# Patrick wants beer tax



## kwflatbed (Dec 29, 2004)

5% on suds sales would go to health programs

*By John J. Monahan TELEGRAM & GAZETTE STAFF
[email protected]
*

*58 comments* | Add a comment

*BOSTON - *Many governors and some legislators have tried for decades to put a state sales tax on one of the most popular products in Massachusetts, only to fail.

Gov. Deval L. Patrick will put history to the test in the coming weeks, pressing for urgent action on a plan to slap a new 5 percent sales tax on beer.

It is one of a number of products judged unhealthful by the administration and targeted for new "wellness" sales taxes.

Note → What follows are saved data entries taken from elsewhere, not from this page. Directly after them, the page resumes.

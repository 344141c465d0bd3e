//! Tests for configuration system

#[cfg(test)]
mod tests {
    use super::super::*;
    use crate::models::config::PartialSettings;
    use std::fs;
    use std::path::PathBuf;
    use tempfile::tempdir;

    #[test]
    fn test_partial_settings_merge() {
        let mut base = PartialSettings::default();
        base.root_path = Some(PathBuf::from("/base/path"));
        base.exclude_patterns = Some(vec!["base_exclude".to_string()]);

        let override_settings = PartialSettings {
            root_path: Some(PathBuf::from("/override/path")),
            max_depth: Some(5),
            ..Default::default()
        };

        base.merge_from(override_settings);

        assert_eq!(base.root_path, Some(PathBuf::from("/override/path")));
        assert_eq!(base.exclude_patterns, Some(vec!["base_exclude".to_string()]));
        assert_eq!(base.max_depth, Some(5));
    }

    #[test]
    fn test_partial_settings_to_settings() {
        let partial = PartialSettings {
            root_path: Some(PathBuf::from("/custom/path")),
            exclude_patterns: Some(vec!["custom_exclude".to_string()]),
            max_depth: Some(3),
            template: Some("detailed".to_string()),
            cache_enabled: Some(false),
            ..Default::default()
        };

        let settings = partial.to_settings();

        // Check that specified values are used
        assert_eq!(settings.root_path, PathBuf::from("/custom/path"));
        assert_eq!(settings.exclude_patterns, vec!["custom_exclude".to_string()]);
        assert_eq!(settings.max_depth, Some(3));
        assert_eq!(settings.template, "detailed");
        assert!(!settings.cache_enabled);

        // Check that default values are used for unspecified fields
        assert!(settings.parallel); // Default value
        assert_eq!(settings.structure_depth, 4); // Default value
    }

    #[test]
    fn test_config_builder() {
        let builder = ConfigBuilder::new();

        let partial1 = PartialSettings {
            root_path: Some(PathBuf::from("/path1")),
            exclude_patterns: Some(vec!["exclude1".to_string()]),
            ..Default::default()
        };

        let partial2 = PartialSettings {
            root_path: Some(PathBuf::from("/path2")),
            max_depth: Some(5),
            ..Default::default()
        };

        let settings = builder.merge(partial1).merge(partial2).build().unwrap();

        // Last merge wins for root_path
        assert_eq!(settings.root_path, PathBuf::from("/path2"));
        // First merge is preserved for exclude_patterns
        assert_eq!(settings.exclude_patterns, vec!["exclude1".to_string()]);
        // Second merge is applied for max_depth
        assert_eq!(settings.max_depth, Some(5));
    }

    #[test]
    fn test_config_builder_rejects_unknown_template() {
        let partial = PartialSettings {
            template: Some("glossy".to_string()),
            ..Default::default()
        };

        let err = ConfigBuilder::new().merge(partial).build().unwrap_err();
        assert!(matches!(
            err,
            crate::error::ScribeError::UnknownTemplate { .. }
        ));
    }

    #[test]
    fn test_file_config_source() {
        let temp_dir = tempdir().unwrap();
        let config_path = temp_dir.path().join("test_config.toml");

        let config_content = r#"
            root_path = "/test/path"
            exclude_patterns = ["node_modules", "dist"]
            max_depth = 5
            template = "minimal"
            sections = ["overview", "license"]
            cache_enabled = false
            parallel = false
        "#;

        fs::write(&config_path, config_content).unwrap();

        let file_config = file::FileConfig::with_path(&config_path);
        assert!(file_config.is_available());
        assert_eq!(file_config.priority(), 20);

        let partial = file_config.load().unwrap();

        assert_eq!(partial.root_path, Some(PathBuf::from("/test/path")));
        assert_eq!(
            partial.exclude_patterns,
            Some(vec!["node_modules".to_string(), "dist".to_string()])
        );
        assert_eq!(partial.max_depth, Some(5));
        assert_eq!(partial.template.as_deref(), Some("minimal"));
        assert_eq!(
            partial.sections,
            Some(vec!["overview".to_string(), "license".to_string()])
        );
        assert_eq!(partial.cache_enabled, Some(false));
        assert_eq!(partial.parallel, Some(false));
    }

    #[test]
    fn test_file_config_not_found() {
        let file_config = file::FileConfig::with_path("/nonexistent/path/config.toml");
        assert!(!file_config.is_available());
        assert!(file_config.load().is_err());
    }

    #[test]
    fn test_cli_overrides_file_config() {
        let temp_dir = tempdir().unwrap();
        let config_path = temp_dir.path().join("config.toml");
        fs::write(&config_path, "template = \"minimal\"\nmax_depth = 3\n").unwrap();

        let cli_partial = PartialSettings {
            template: Some("detailed".to_string()),
            ..Default::default()
        };

        let settings = ConfigBuilder::new()
            .add_config_file(&config_path)
            .unwrap()
            .merge(cli_partial)
            .build()
            .unwrap();

        assert_eq!(settings.template, "detailed");
        assert_eq!(settings.max_depth, Some(3));
    }
}
//! License detection against a known fingerprint set
//!
//! Candidate files (LICENSE/COPYING variants at the root and first
//! subdirectory level) are matched against per-license key phrases on
//! normalized content: lowercased, whitespace collapsed. Confidence is the
//! fraction of a fingerprint's phrases found in the content; 1.0 means every
//! phrase matched. Matches below [`CONFIDENCE_THRESHOLD`] are discarded. The
//! highest-confidence match wins, ties resolved by the path closest to the
//! root. No match is not an error.

use crate::error::{Warning, WarningKind};
use crate::models::{FileDescriptor, LicenseInfo};
use std::path::Path;

/// Minimum confidence for a fingerprint match to count
pub const CONFIDENCE_THRESHOLD: f64 = 0.5;

/// A license fingerprint: an SPDX identifier with its key phrases
struct Fingerprint {
    identifier: &'static str,
    phrases: &'static [&'static str],
}

/// Known fingerprints, checked in order
const FINGERPRINTS: &[Fingerprint] = &[
    Fingerprint {
        identifier: "MIT",
        phrases: &[
            "mit license",
            "permission is hereby granted, free of charge",
            "the software is provided \"as is\"",
        ],
    },
    Fingerprint {
        identifier: "Apache-2.0",
        phrases: &[
            "apache license",
            "version 2.0",
            "http://www.apache.org/licenses/",
        ],
    },
    Fingerprint {
        identifier: "GPL-3.0-only",
        phrases: &[
            "gnu general public license",
            "version 3",
            "free software foundation",
        ],
    },
    Fingerprint {
        identifier: "BSD-3-Clause",
        phrases: &[
            "redistribution and use in source and binary forms",
            "neither the name of",
        ],
    },
    Fingerprint {
        identifier: "MPL-2.0",
        phrases: &["mozilla public license", "source code form"],
    },
    Fingerprint {
        identifier: "ISC",
        phrases: &[
            "isc license",
            "permission to use, copy, modify, and/or distribute",
        ],
    },
    Fingerprint {
        identifier: "Unlicense",
        phrases: &["this is free and unencumbered software released into the public domain"],
    },
];

/// Detector for the project license
pub struct LicenseDetector;

impl LicenseDetector {
    /// Check whether a descriptor is a license candidate
    ///
    /// Candidates live at the root level or one directory below it and carry
    /// a conventional license file name.
    pub fn is_candidate(descriptor: &FileDescriptor) -> bool {
        if descriptor.depth > 2 {
            return false;
        }
        let name = descriptor.file_name().to_ascii_uppercase();
        name.starts_with("LICENSE")
            || name.starts_with("LICENCE")
            || name.starts_with("COPYING")
            || name == "UNLICENSE"
    }

    /// Normalize content for matching: lowercase, whitespace collapsed
    pub fn normalize(content: &str) -> String {
        content
            .to_lowercase()
            .split_whitespace()
            .collect::<Vec<_>>()
            .join(" ")
    }

    /// Match normalized content against the fingerprint set
    ///
    /// Returns the best (identifier, confidence) at or above the threshold.
    pub fn match_content(content: &str) -> Option<(String, f64)> {
        let normalized = Self::normalize(content);

        let mut best: Option<(String, f64)> = None;
        for fingerprint in FINGERPRINTS {
            let matched = fingerprint
                .phrases
                .iter()
                .filter(|phrase| normalized.contains(*phrase))
                .count();
            let confidence = matched as f64 / fingerprint.phrases.len() as f64;

            if confidence < CONFIDENCE_THRESHOLD {
                continue;
            }
            // Earlier fingerprints win ties, keeping the result stable
            if best.as_ref().map_or(true, |(_, c)| confidence > *c) {
                best = Some((fingerprint.identifier.to_string(), confidence));
            }
        }
        best
    }

    /// Detect the project license from the walked descriptor stream
    ///
    /// Reads candidate files fresh (they are small and few); read failures
    /// become skip warnings. At most one LicenseInfo is produced per run.
    pub fn detect(
        root: &Path,
        files: &[FileDescriptor],
        warnings: &mut Vec<Warning>,
    ) -> Option<LicenseInfo> {
        let mut best: Option<LicenseInfo> = None;

        for descriptor in files.iter().filter(|fd| Self::is_candidate(fd)) {
            let content = match std::fs::read_to_string(root.join(&descriptor.path)) {
                Ok(content) => content,
                Err(err) => {
                    warnings.push(Warning::new(
                        descriptor.path.clone(),
                        WarningKind::Unreadable,
                        format!("could not read license candidate: {}", err),
                    ));
                    continue;
                }
            };

            let Some((identifier, confidence)) = Self::match_content(&content) else {
                continue;
            };

            let candidate = LicenseInfo {
                identifier,
                path: descriptor.path.clone(),
                confidence,
            };

            let better = match &best {
                None => true,
                Some(current) => {
                    confidence > current.confidence
                        || (confidence == current.confidence
                            && shorter_path(&candidate.path, &current.path))
                }
            };
            if better {
                best = Some(candidate);
            }
        }

        best
    }
}

/// Compare candidate paths: fewer components first, then lexicographic
fn shorter_path(a: &Path, b: &Path) -> bool {
    let a_len = a.components().count();
    let b_len = b.components().count();
    a_len < b_len || (a_len == b_len && a < b)
}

Mr. Patrick has proposed expanding the tax to all alcoholic beverages and soda as well as sweetened soft drinks and candy beginning April 1, with most of the proceeds dedicated to related health programs.

While the state Legislature has yet to hold hearings on the proposal, the governor is counting on quick passage in the House and Senate as part of his plan to close a multibillion-dollar budget gap that has caused cutbacks in local aid, state job freezes and emergency spending cuts.

Lawmakers rejected proposals for similar new taxes on alcohol in 2001 and in 2003.

The governor is hoping the new tax on unhealthful foods and drinks will bring in $25 million in the last quarter of this fiscal year, and about $150 million in fiscal 2010 - almost as much as last year's $1-per -pack hike in state cigarette taxes.

John Stasiowski, president of the Beer Distributors of Massachusetts, said his group is opposed and argues the new taxes will cost hundreds of wholesale and retail jobs in the beer-selling business, drive more people to shop in New Hampshire to avoid the taxes and hit households with lower incomes unfairly. "The Worcester area loses a lot of sales to New Hampshire already," he said.

"Raising taxes on a consumable product in these economic times is just wrongheaded," Mr. Stasiowski said. "We are going to work with members to convince the Legislature this is a bad idea."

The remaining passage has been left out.